Thanks, Jeff. Good morning, and welcome, everyone. As you would have seen from our announcement this morning, we confirmed that we have ceased negotiations with PKT for the sale of the IPF business. It was not an easy decision, but it follows careful consideration of how to achieve the company's strategic objectives and maximize shareholder value, while balancing the risks of completing the transaction within a reasonable timeframe. Throughout the process, while we have maintained the view that a value-accretive deal was achievable, we were also focused on achieving certainty for our shareholders, for our employees, and other stakeholders. We have determined we are unlikely to achieve this outcome with PKT in an acceptable timeframe, and as a result, we made the decision to cease negotiations with them.

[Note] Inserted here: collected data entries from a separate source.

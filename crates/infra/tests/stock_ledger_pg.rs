//! Postgres-backed ledger and approval-flow tests.
//!
//! These exercise the real atomic statements, so they need a database:
//! set `TEST_DATABASE_URL` to run them; they skip silently otherwise.

use rust_decimal::Decimal;
use rust_decimal_macros::dec;
use sqlx::PgPool;

use plantops_auth::Role;
use plantops_core::{CustomerId, DomainError, ProductId, UserId};
use plantops_infra::customers::{CustomerInput, CustomerRepo};
use plantops_infra::products::ProductRepo;
use plantops_infra::sales::{NewSale, SaleRepo, SaleStatus};
use plantops_infra::users::UserRepo;
use plantops_infra::withdrawals::{NewWithdrawal, WithdrawalRepo};
use plantops_infra::{RepoError, StockLedger};

async fn test_pool() -> Option<PgPool> {
    let url = std::env::var("TEST_DATABASE_URL").ok()?;
    let pool = plantops_infra::connect(&url).await.expect("connect test db");
    plantops_infra::run_migrations(&pool).await.expect("migrate test db");
    Some(pool)
}

async fn seed_product(pool: &PgPool) -> ProductId {
    ProductRepo::new(pool.clone())
        .create("Cement Mix", "raw_material", "kg", None)
        .await
        .expect("seed product")
}

async fn seed_user(pool: &PgPool, email_tag: &str) -> UserId {
    let nonce = std::time::SystemTime::now()
        .duration_since(std::time::UNIX_EPOCH)
        .expect("clock")
        .as_nanos();
    let email = format!("{email_tag}-{nonce}@test.local");
    UserRepo::new(pool.clone())
        .create("Test Operator", &email, Role::Supervisor, "x")
        .await
        .expect("seed user")
}

#[tokio::test]
async fn delta_creates_then_accumulates() {
    let Some(pool) = test_pool().await else { return };
    let ledger = StockLedger::new(pool.clone());
    let product = seed_product(&pool).await;

    let after = ledger.apply_delta(product, "Main Warehouse", dec!(10)).await.unwrap();
    assert_eq!(after, dec!(10));

    let after = ledger.apply_delta(product, "Main Warehouse", dec!(-3)).await.unwrap();
    assert_eq!(after, dec!(7));

    let record = ledger.get(product, "Main Warehouse").await.unwrap().unwrap();
    assert_eq!(record.quantity, dec!(7));
}

#[tokio::test]
async fn negative_delta_on_missing_key_is_refused() {
    let Some(pool) = test_pool().await else { return };
    let ledger = StockLedger::new(pool.clone());
    let product = seed_product(&pool).await;

    let err = ledger
        .apply_delta(product, "Main Warehouse", dec!(-5))
        .await
        .unwrap_err();
    assert!(matches!(
        err,
        RepoError::Domain(DomainError::NoSuchStockRecord)
    ));

    // No record was conjured by the refused delta.
    assert!(ledger.get(product, "Main Warehouse").await.unwrap().is_none());
}

#[tokio::test(flavor = "multi_thread", worker_threads = 4)]
async fn concurrent_deltas_never_lose_updates() {
    let Some(pool) = test_pool().await else { return };
    let ledger = StockLedger::new(pool.clone());
    let product = seed_product(&pool).await;

    ledger.apply_delta(product, "Main Warehouse", dec!(100)).await.unwrap();

    let a = {
        let ledger = ledger.clone();
        tokio::spawn(async move { ledger.apply_delta(product, "Main Warehouse", dec!(5)).await })
    };
    let b = {
        let ledger = ledger.clone();
        tokio::spawn(async move { ledger.apply_delta(product, "Main Warehouse", dec!(-2)).await })
    };
    a.await.unwrap().unwrap();
    b.await.unwrap().unwrap();

    let record = ledger.get(product, "Main Warehouse").await.unwrap().unwrap();
    assert_eq!(record.quantity, dec!(103));

    // A wider interleaving: twenty concurrent unit increments all land.
    let tasks: Vec<_> = (0..20)
        .map(|_| {
            let ledger = ledger.clone();
            tokio::spawn(async move {
                ledger.apply_delta(product, "Main Warehouse", dec!(1)).await
            })
        })
        .collect();
    for task in tasks {
        task.await.unwrap().unwrap();
    }

    let record = ledger.get(product, "Main Warehouse").await.unwrap().unwrap();
    assert_eq!(record.quantity, dec!(123));
}

#[tokio::test]
async fn withdrawal_is_approved_exactly_once() {
    let Some(pool) = test_pool().await else { return };
    let ledger = StockLedger::new(pool.clone());
    let withdrawals = WithdrawalRepo::new(pool.clone());
    let product = seed_product(&pool).await;
    let requester = seed_user(&pool, "requester").await;
    let approver = seed_user(&pool, "approver").await;

    ledger.apply_delta(product, "Main Warehouse", dec!(50)).await.unwrap();

    let id = withdrawals
        .create(&NewWithdrawal {
            product_id: product,
            location: "Main Warehouse".to_string(),
            requested_quantity: dec!(10),
            requested_by: requester,
            batch_id: None,
            purpose: Some("line refill".to_string()),
        })
        .await
        .unwrap();

    withdrawals.approve(id, approver).await.unwrap();
    let record = ledger.get(product, "Main Warehouse").await.unwrap().unwrap();
    assert_eq!(record.quantity, dec!(40));

    // Re-approval is an invalid transition and must not deduct again.
    let err = withdrawals.approve(id, approver).await.unwrap_err();
    assert!(matches!(
        err,
        RepoError::Domain(DomainError::InvalidStateTransition(_))
    ));
    let record = ledger.get(product, "Main Warehouse").await.unwrap().unwrap();
    assert_eq!(record.quantity, dec!(40));
}

#[tokio::test]
async fn rejected_withdrawal_cannot_be_approved() {
    let Some(pool) = test_pool().await else { return };
    let ledger = StockLedger::new(pool.clone());
    let withdrawals = WithdrawalRepo::new(pool.clone());
    let product = seed_product(&pool).await;
    let requester = seed_user(&pool, "req2").await;
    let approver = seed_user(&pool, "app2").await;

    ledger.apply_delta(product, "Main Warehouse", dec!(20)).await.unwrap();

    let id = withdrawals
        .create(&NewWithdrawal {
            product_id: product,
            location: "Main Warehouse".to_string(),
            requested_quantity: dec!(5),
            requested_by: requester,
            batch_id: None,
            purpose: None,
        })
        .await
        .unwrap();

    withdrawals.reject(id, approver, "not needed").await.unwrap();

    let err = withdrawals.approve(id, approver).await.unwrap_err();
    assert!(matches!(
        err,
        RepoError::Domain(DomainError::InvalidStateTransition(_))
    ));

    // Rejection never touches stock.
    let record = ledger.get(product, "Main Warehouse").await.unwrap().unwrap();
    assert_eq!(record.quantity, dec!(20));
}

async fn seed_customer(pool: &PgPool) -> CustomerId {
    CustomerRepo::new(pool.clone())
        .create(&CustomerInput {
            name: "Acme Builders".to_string(),
            contact_person: None,
            phone: None,
            email: None,
            address: None,
        })
        .await
        .expect("seed customer")
}

#[tokio::test]
async fn sale_completion_deducts_stock_exactly_once() {
    let Some(pool) = test_pool().await else { return };
    let ledger = StockLedger::new(pool.clone());
    let sales = SaleRepo::new(pool.clone());
    let product = seed_product(&pool).await;
    let customer = seed_customer(&pool).await;

    ledger.apply_delta(product, "Main Warehouse", dec!(30)).await.unwrap();

    let (sale_id, total) = sales
        .create(&NewSale {
            customer_id: customer,
            product_id: product,
            quantity: dec!(4),
            unit_price: dec!(2.50),
            status: SaleStatus::Pending,
            location: "Main Warehouse".to_string(),
            date: chrono::Utc::now().date_naive(),
        })
        .await
        .unwrap();
    assert_eq!(total, dec!(10.00));

    // Pending sales leave stock alone.
    let record = ledger.get(product, "Main Warehouse").await.unwrap().unwrap();
    assert_eq!(record.quantity, dec!(30));

    sales.update_status(sale_id, SaleStatus::Completed).await.unwrap();
    let record = ledger.get(product, "Main Warehouse").await.unwrap().unwrap();
    assert_eq!(record.quantity, dec!(26));

    // Re-completing is a no-op; leaving completed is refused.
    sales.update_status(sale_id, SaleStatus::Completed).await.unwrap();
    let record = ledger.get(product, "Main Warehouse").await.unwrap().unwrap();
    assert_eq!(record.quantity, dec!(26));

    let err = sales
        .update_status(sale_id, SaleStatus::Cancelled)
        .await
        .unwrap_err();
    assert!(matches!(
        err,
        RepoError::Domain(DomainError::InvalidStateTransition(_))
    ));
}

#[tokio::test]
async fn failed_ledger_application_rolls_back_the_sale() {
    let Some(pool) = test_pool().await else { return };
    let sales = SaleRepo::new(pool.clone());
    let ledger = StockLedger::new(pool.clone());
    let product = seed_product(&pool).await;
    let customer = seed_customer(&pool).await;

    // Completed sale against a key with no stock record: the ledger refuses
    // and the sale row must not survive.
    let err = sales
        .create(&NewSale {
            customer_id: customer,
            product_id: product,
            quantity: dec!(1),
            unit_price: dec!(9.99),
            status: SaleStatus::Completed,
            location: "Main Warehouse".to_string(),
            date: chrono::Utc::now().date_naive(),
        })
        .await
        .unwrap_err();
    assert!(matches!(
        err,
        RepoError::Domain(DomainError::NoSuchStockRecord)
    ));

    assert!(ledger.get(product, "Main Warehouse").await.unwrap().is_none());
    let listed = sales.list(1000).await.unwrap();
    assert!(
        !listed.iter().any(|s| s.product_id == product),
        "rolled-back sale must not be listed"
    );
}

#[tokio::test]
async fn quantity_may_go_negative_under_current_policy() {
    let Some(pool) = test_pool().await else { return };
    let ledger = StockLedger::new(pool.clone());
    let product = seed_product(&pool).await;

    ledger.apply_delta(product, "Main Warehouse", dec!(2)).await.unwrap();
    let after = ledger.apply_delta(product, "Main Warehouse", dec!(-5)).await.unwrap();
    assert_eq!(after, Decimal::from(-3));
}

I'm pleased to say that now the process has concluded, we are able to commence our own on-market share buyback program of up to AUD 900 million. Although we will continue to assess options for the structural separation of our two industry-leading businesses, in the near term, we'll be prioritizing the buyback. We will continue to manage the Dyno Nobel and IPF businesses separately going forward. For IPF in particular, we will focus on continuous improvement, we'll prioritize safe operations, improving post-turnaround reliability, extending the life of the mine, and value-accretive market share growth for our distribution business. For Dyno, we'll be focused on delivering our strategy to expand its position as a leading global premium explosives business that provides its customers with safe and innovative technology solutions and services.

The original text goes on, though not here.